3. A Process according to claim 1, wherein Vilsmeier-Haack reagent of step a) is (Chloromethylene) dimethyliminium chloride.

4. A Process according to claim 3, wherein (Chloromethylene) dimethyliminium chloride is used as a solid compound

5. A Process according to claim 1, wherein basic solution of step c) is selected from aqueous sodium hydroxide, aqueous potassium hydroxide and aqueous sodium bicarbonate solution.

6. A Process according to claim I, wherein alcohol solvent of step e) is selected from methanol, ethanol, propanol, isopropano!, butanol and tertiary butanol.

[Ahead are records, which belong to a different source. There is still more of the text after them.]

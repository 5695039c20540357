use yew::prelude::*;

use crate::content::{filter_projects, Project, ALL_CATEGORIES, PROJECTS, PROJECT_CATEGORIES};
use crate::hooks::in_view::{use_in_view, InViewOptions};

#[derive(Properties, PartialEq)]
struct ProjectCardProps {
    project: Project,
    index: usize,
}

#[function_component(ProjectCard)]
fn project_card(props: &ProjectCardProps) -> Html {
    let (card_ref, in_view) = use_in_view(InViewOptions::once());
    let project = props.project;

    html! {
        <div
            ref={card_ref}
            class={classes!("project-card", "card-hover", if in_view { "revealed" } else { "concealed" })}
            style={format!("transition: all 0.5s ease {}ms;", props.index * 100)}
        >
            <div class="project-image">
                <img src={project.image} alt={project.title} loading="lazy" />
            </div>
            <div class="project-overlay">
                <span class="project-category">{project.category}</span>
                <h3>{project.title}</h3>
                <a href="#contact" class="project-link">{"View Project →"}</a>
            </div>
        </div>
    }
}

#[function_component(Projects)]
pub fn projects() -> Html {
    let (header_ref, in_view) = use_in_view(InViewOptions::once());
    let filter = use_state(|| ALL_CATEGORIES);

    let shown = filter_projects(&PROJECTS, *filter);

    html! {
        <section id="projects" class="section-spacing muted">
            <div class="container-custom">
                <div class="section-header" ref={header_ref}>
                    <h2 class={classes!("section-title", "gradient-text", "fade", in_view.then(|| "shown"))}>
                        {"Featured Projects"}
                    </h2>
                    <p class={classes!("section-subtitle", "fade", "delayed", in_view.then(|| "shown"))}>
                        {"A showcase of my recent work and achievements"}
                    </p>
                </div>

                <div class="filter-bar">
                    { for PROJECT_CATEGORIES.into_iter().map(|category| {
                        let onclick = {
                            let filter = filter.clone();
                            Callback::from(move |_: MouseEvent| filter.set(category))
                        };
                        html! {
                            <button
                                key={category}
                                class={classes!("filter-button", (*filter == category).then(|| "active"))}
                                {onclick}
                            >
                                {category}
                            </button>
                        }
                    }) }
                </div>

                <div class="card-grid">
                    {
                        if shown.is_empty() {
                            html! {
                                <div class="empty-projects">
                                    <p>{"No projects found with this filter."}</p>
                                </div>
                            }
                        } else {
                            shown.iter().enumerate().map(|(index, project)| html! {
                                <ProjectCard key={project.title} project={*project} {index} />
                            }).collect::<Html>()
                        }
                    }
                </div>
            </div>
            <style>
                {r#"
                .filter-bar {
                    display: flex;
                    justify-content: center;
                    gap: 1rem;
                    margin-bottom: 2.5rem;
                    overflow-x: auto;
                }
                .filter-button {
                    padding: 0.5rem 1rem;
                    border-radius: 9999px;
                    border: 1px solid #e5e7eb;
                    background: #fff;
                    color: #374151;
                    text-transform: capitalize;
                    white-space: nowrap;
                    cursor: pointer;
                }
                .filter-button.active {
                    background: linear-gradient(90deg, #3b82f6, #8b5cf6);
                    color: #fff;
                    border-color: transparent;
                }
                .project-card { position: relative; overflow: hidden; border-radius: 1rem; }
                .project-image { aspect-ratio: 16 / 9; overflow: hidden; }
                .project-image img { width: 100%; height: 100%; object-fit: cover; transition: transform 0.5s; }
                .project-card:hover .project-image img { transform: scale(1.05); }
                .project-overlay {
                    position: absolute;
                    inset: 0;
                    background: linear-gradient(to top, rgba(0, 0, 0, 0.7), transparent);
                    opacity: 0;
                    transition: opacity 0.3s;
                    display: flex;
                    flex-direction: column;
                    justify-content: flex-end;
                    padding: 1.5rem;
                    color: #fff;
                }
                .project-card:hover .project-overlay { opacity: 1; }
                .project-category { font-size: 0.875rem; }
                .empty-projects { grid-column: 1 / -1; text-align: center; padding: 3rem 0; color: #6b7280; }
                "#}
            </style>
        </section>
    }
}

7. A process for preparation of Sugammadex acid by reacting 6-perdeoxy-6-per-halo gamma cyclodextrin with mercapto propionic acid comprising steps of, a) addition of a solution of 3-mercapto propionic acid in an organic solvent to a solution of a base at 0-5°C under continuous stirring for about 15-30 minutes; b) stirring the reaction mass of step a) for about 45 to 90 minutes at about 0-5°C; c) addition of a solution of 6-perdeoxy-6-per-chloro gamma-cyclodextrin in an organic solvent to reaction mass of step b) for about 45 minutes;

d) stirring the reaction mixture of step c) at about 90 to 120°C for about 10 to 15 hours; e) addition of an alcohol solvent to reaction mass of step d) for about 30- 50 minutes and stirring for about 45 to 90 minutes at about 40 to 65°C for separation of solid from reaction mass;

f) filtering the separated solid of step e) and washing with alcohol solvent of step e) and drying at 40-60°C for about 1 hour;

g) dissolving the solid of step f) in water and adjusting pH of solution to 2 with hydrochloric acid for separation of solid, and

h) filtering the separated solid of step g) and drying the solid at about 40-60°C for about 10-15 hours under reduced pressure to get Sugammadex acid solid.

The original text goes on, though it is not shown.